The shift to “Digital 3.0” is bringing a new technology into focus. Get ready for composable commerce.
The term has a lot to do with technical infrastructure, but it is essential knowledge for all online retailers. As companies of all sizes try to keep up and stay ahead of the digital consumer, composable commerce will make it possible to share and scale resources for firms that might not have the existing infrastructure to deal with the new eCommerce surge.
According to Computer Weekly, composable commerce is “a system architecture that disaggregates some of the hardware of a traditional server into pools of resources. The thinking behind this concept is that the appropriate resources can be pulled together under software control to deliver a system that precisely matches the requirements of the workload it is intended to operate.”
A good way to think about composable commerce is to compare it to the cloud. When companies had legacy data warehouses, storage capacity was quickly reached, or there was capacity not being used. In other words, the system was inefficient. When moving to the cloud, data could be virtualized so it took up minimal storage, and whatever storage was needed was available. Capacity became a non-issue because storage was a shared resource.
Composable commerce is a similar concept. eCommerce applications can run when needed and take only as much computing power as necessary. If it’s a regular Monday morning in August, not much storage or power is necessary. But for Cyber Monday, a retailer that has not experienced a sales spike on the current infrastructure will need more capacity. Composable commerce makes that possible.

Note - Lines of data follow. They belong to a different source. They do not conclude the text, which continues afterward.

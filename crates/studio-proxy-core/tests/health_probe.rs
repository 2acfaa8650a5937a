//! Health probe tests for studio-proxy-core.
// crates/studio-proxy-core/tests/health_probe.rs
// =============================================================================
// Module: Health Probe Tests
// Description: Status classification and retry behavior against a local server.
// Purpose: Ensure 2xx is healthy and retries stop at the configured budget.
// =============================================================================

#![allow(
    clippy::unwrap_used,
    clippy::expect_used,
    clippy::panic,
    reason = "Test-only server setup may panic."
)]

use std::net::TcpListener;
use std::thread;
use std::thread::JoinHandle;
use std::time::Duration;

use studio_proxy_core::HealthError;
use studio_proxy_core::HealthProbe;
use tiny_http::Response;
use tiny_http::Server;

mod common;

type TestResult = Result<(), String>;

/// Serves one response per status in order, then exits.
fn serve(statuses: Vec<u16>) -> (String, JoinHandle<()>) {
    let server = Server::http("127.0.0.1:0").unwrap();
    let addr = server.server_addr().to_ip().unwrap();
    let handle = thread::spawn(move || {
        for status in statuses {
            if let Ok(request) = server.recv() {
                let _ = request.respond(Response::empty(status));
            }
        }
    });
    (format!("http://{addr}/health"), handle)
}

fn probe(url: &str, retries: &str) -> Result<HealthProbe, String> {
    let config = common::config_with(&[
        ("DOCKER_HEALTHCHECK_TIMEOUT", "2s"),
        ("DOCKER_HEALTHCHECK_INTERVAL", "5s"),
        ("DOCKER_HEALTHCHECK_RETRIES", retries),
    ])?;
    let probe = HealthProbe::from_config(&config, Some(url)).map_err(|err| err.to_string())?;
    Ok(probe.with_interval(Duration::from_millis(10)))
}

#[tokio::test]
async fn success_status_is_healthy() -> TestResult {
    let (url, handle) = serve(vec![204]);
    let report = probe(&url, "1")?.check_once().await.map_err(|err| err.to_string())?;
    handle.join().map_err(|_| "server thread panicked".to_string())?;
    if report.status != 204 || report.attempt != 1 || report.url != url {
        return Err(format!("unexpected report status {}", report.status));
    }
    Ok(())
}

#[tokio::test]
async fn error_status_is_unhealthy() -> TestResult {
    let (url, handle) = serve(vec![503]);
    let result = probe(&url, "1")?.check_once().await;
    handle.join().map_err(|_| "server thread panicked".to_string())?;
    match result {
        Err(HealthError::Unhealthy {
            status: 503,
        }) => Ok(()),
        Err(err) => Err(format!("unexpected error: {err}")),
        Ok(_) => Err("503 must not be healthy".to_string()),
    }
}

#[tokio::test]
async fn wait_retries_until_success() -> TestResult {
    let (url, handle) = serve(vec![500, 503, 200]);
    let report = probe(&url, "3")?.wait_until_healthy().await.map_err(|err| err.to_string())?;
    handle.join().map_err(|_| "server thread panicked".to_string())?;
    if report.attempt != 3 || report.status != 200 {
        return Err(format!("expected success on attempt 3, got {}", report.attempt));
    }
    Ok(())
}

#[tokio::test]
async fn wait_returns_last_error_when_budget_is_spent() -> TestResult {
    let (url, handle) = serve(vec![500, 502]);
    let result = probe(&url, "2")?.wait_until_healthy().await;
    handle.join().map_err(|_| "server thread panicked".to_string())?;
    match result {
        Err(HealthError::Unhealthy {
            status: 502,
        }) => Ok(()),
        Err(err) => Err(format!("unexpected error: {err}")),
        Ok(_) => Err("probe should have failed".to_string()),
    }
}

#[tokio::test]
async fn closed_port_is_a_request_error() -> TestResult {
    let port = {
        let listener = TcpListener::bind("127.0.0.1:0").map_err(|err| err.to_string())?;
        listener.local_addr().map_err(|err| err.to_string())?.port()
    };
    let url = format!("http://127.0.0.1:{port}/health");
    match probe(&url, "1")?.check_once().await {
        Err(HealthError::Request(_)) => Ok(()),
        Err(err) => Err(format!("unexpected error: {err}")),
        Ok(_) => Err("closed port must not be healthy".to_string()),
    }
}
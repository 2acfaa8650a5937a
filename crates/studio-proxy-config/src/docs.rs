// crates/studio-proxy-config/src/docs.rs
// ============================================================================
// Module: Env Docs Generator
// Description: Markdown generator for the studio proxy env reference.
// Purpose: Keep env docs in sync with the key registry.
// Dependencies: std, thiserror
// ============================================================================

//! ## Overview
//! Generates `Docs/configuration/studio-proxy.env.md` from the key registry.
//! The output is deterministic; `verify_config_docs` guards against drift.

// ============================================================================
// SECTION: Imports
// ============================================================================

use std::fs;
use std::path::Path;

use thiserror::Error;

use crate::keys::Section;
use crate::keys::keys_in_section;

// ============================================================================
// SECTION: Constants
// ============================================================================

/// Default output path for generated configuration docs.
pub const DOCS_PATH: &str = "Docs/configuration/studio-proxy.env.md";

// ============================================================================
// SECTION: Errors
// ============================================================================

/// Errors raised when generating or verifying config docs.
#[derive(Debug, Error)]
pub enum DocsError {
    /// IO failure while writing docs.
    #[error("docs io error: {0}")]
    Io(String),
    /// Generated docs do not match the committed file.
    #[error("docs drift: {0}")]
    Drift(String),
}

// ============================================================================
// SECTION: Public API
// ============================================================================

/// Generates the configuration markdown documentation.
#[must_use]
pub fn config_docs_markdown() -> String {
    let mut out = String::new();

    out.push_str("<!--\n");
    out.push_str("Docs/configuration/studio-proxy.env.md\n");
    out.push_str("============================================================================\n");
    out.push_str("Document: Studio Proxy Environment Reference\n");
    out.push_str("Description: Reference for every key recognized in the .env file.\n");
    out.push_str("Purpose: Document ports, proxy, logging, timeouts, and health settings.\n");
    out.push_str("Generated: This file is auto-generated; do not edit manually.\n");
    out.push_str("============================================================================\n");
    out.push_str("-->\n\n");

    out.push_str("# Studio Proxy Environment Reference\n\n");
    out.push_str("## Overview\n\n");
    out.push_str("The service reads `KEY=value` lines from `.env` (or the file named by\n");
    out.push_str("`STUDIO_PROXY_ENV_FILE`). Process environment variables override the file\n");
    out.push_str("for recognized keys. Missing keys take the defaults below. Invalid values\n");
    out.push_str("stop startup and name the offending key.\n\n");

    out.push_str("## Sections\n\n");
    for section in Section::ALL {
        out.push_str("### ");
        out.push_str(section.title());
        out.push_str("\n\n");
        out.push_str(section.description());
        out.push_str("\n\n");
        out.push_str("| Key | Type | Default | Description |\n");
        out.push_str("| --- | --- | --- | --- |\n");
        for spec in keys_in_section(*section) {
            out.push_str("| `");
            out.push_str(spec.name);
            out.push_str("` | ");
            out.push_str(&escape_table_cell(&spec.kind.label()));
            out.push_str(" | ");
            out.push_str(&format_default(spec.default));
            out.push_str(" | ");
            out.push_str(&escape_table_cell(spec.description));
            out.push_str(" |\n");
        }
        out.push('\n');
    }

    out.push_str("## Cross-Field Rules\n\n");
    out.push_str("- Container ports of enabled services must be distinct, as must host ports.\n");
    out.push_str("- `HOST_STREAM_PORT` is 0 exactly when `STREAM_PORT` is 0.\n");
    out.push_str("- Polling intervals must be shorter than `RESPONSE_COMPLETION_TIMEOUT`.\n");
    out.push_str(
        "- `CLEAR_CHAT_VERIFY_INTERVAL_MS` must not exceed `CLEAR_CHAT_VERIFY_TIMEOUT_MS`.\n",
    );
    out.push_str("- `USERSCRIPT_PATH` is required when `ENABLE_SCRIPT_INJECTION=true`.\n");
    out
}

/// Writes the generated docs to `path` or [`DOCS_PATH`].
///
/// # Errors
///
/// Returns [`DocsError`] when file output fails.
pub fn write_config_docs(path: Option<&Path>) -> Result<(), DocsError> {
    let path = path.unwrap_or_else(|| Path::new(DOCS_PATH));
    if let Some(parent) = path.parent()
        && !parent.as_os_str().is_empty()
    {
        fs::create_dir_all(parent).map_err(|err| DocsError::Io(err.to_string()))?;
    }
    fs::write(path, config_docs_markdown().as_bytes()).map_err(|err| DocsError::Io(err.to_string()))
}

/// Verifies the on-disk docs match the generated output.
///
/// # Errors
///
/// Returns [`DocsError`] when the docs drift.
pub fn verify_config_docs(path: Option<&Path>) -> Result<(), DocsError> {
    let path = path.unwrap_or_else(|| Path::new(DOCS_PATH));
    let existing = fs::read_to_string(path).map_err(|err| DocsError::Io(err.to_string()))?;
    if existing != config_docs_markdown() {
        return Err(DocsError::Drift(format!("docs mismatch: {}", path.display())));
    }
    Ok(())
}

// ============================================================================
// SECTION: Helpers
// ============================================================================

/// Escapes markdown table separators.
fn escape_table_cell(value: &str) -> String {
    value.replace('|', "\\|")
}

/// Formats a default value for display.
fn format_default(value: &str) -> String {
    if value.is_empty() { "(empty)".to_string() } else { format!("`{}`", escape_table_cell(value)) }
}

The goal is to reduce underutilization and overprovisioning while creating a more agile data center, said Ric Lewis, senior vice president and general manager of the software-defined and cloud group at Hewlett Packard Enterprise.
“When a customer logs onto a public cloud, they grab a set of resources: compute, storage, fabric. ‘I need this much stuff to be able to run this application. Please give that to me,’” Lewis said in a Network World report. “’I’ll run this application, and when I’m done, I’ll give it back to you and you can use it with somebody else.’”
Composable commerce is making headlines primarily because of the new momentum behind digital commerce, and also because it is being touted as one of the main value propositions behind a company called Elastic Path.
“We have a complex and dynamic business, so embracing composable commerce will be key to our ability to achieve our digital commerce vision in a way that enables us to move fast, support our unique business requirements and delight our customers and partners,” said Rebecca Hicks, senior manager of digital experience for glass manufacturer and distributor Pella Corporation, in a statement.
Elastic Path sees composable commerce as stemming from the design concept of composability, through which components can be selected and assembled in various combinations. In contrast to the closed-loop architectural approaches that have dominated eCommerce, Elastic Path sees several key tenets of the approach. For retailers, it sees the new system as fully modular, meaning that each eCommerce application is a self-contained system rather than part of a “one-size-fits-all” approach. It also sees a shorter journey to innovation because components are shared.
“Composable commerce is based on open standards, integration patterns and extensibility models that encourage interoperability and customization of both third-party and proprietary API services designed by technology vendors, the business themselves, or their solution and integration partners,” according to a statement from Elastic Path.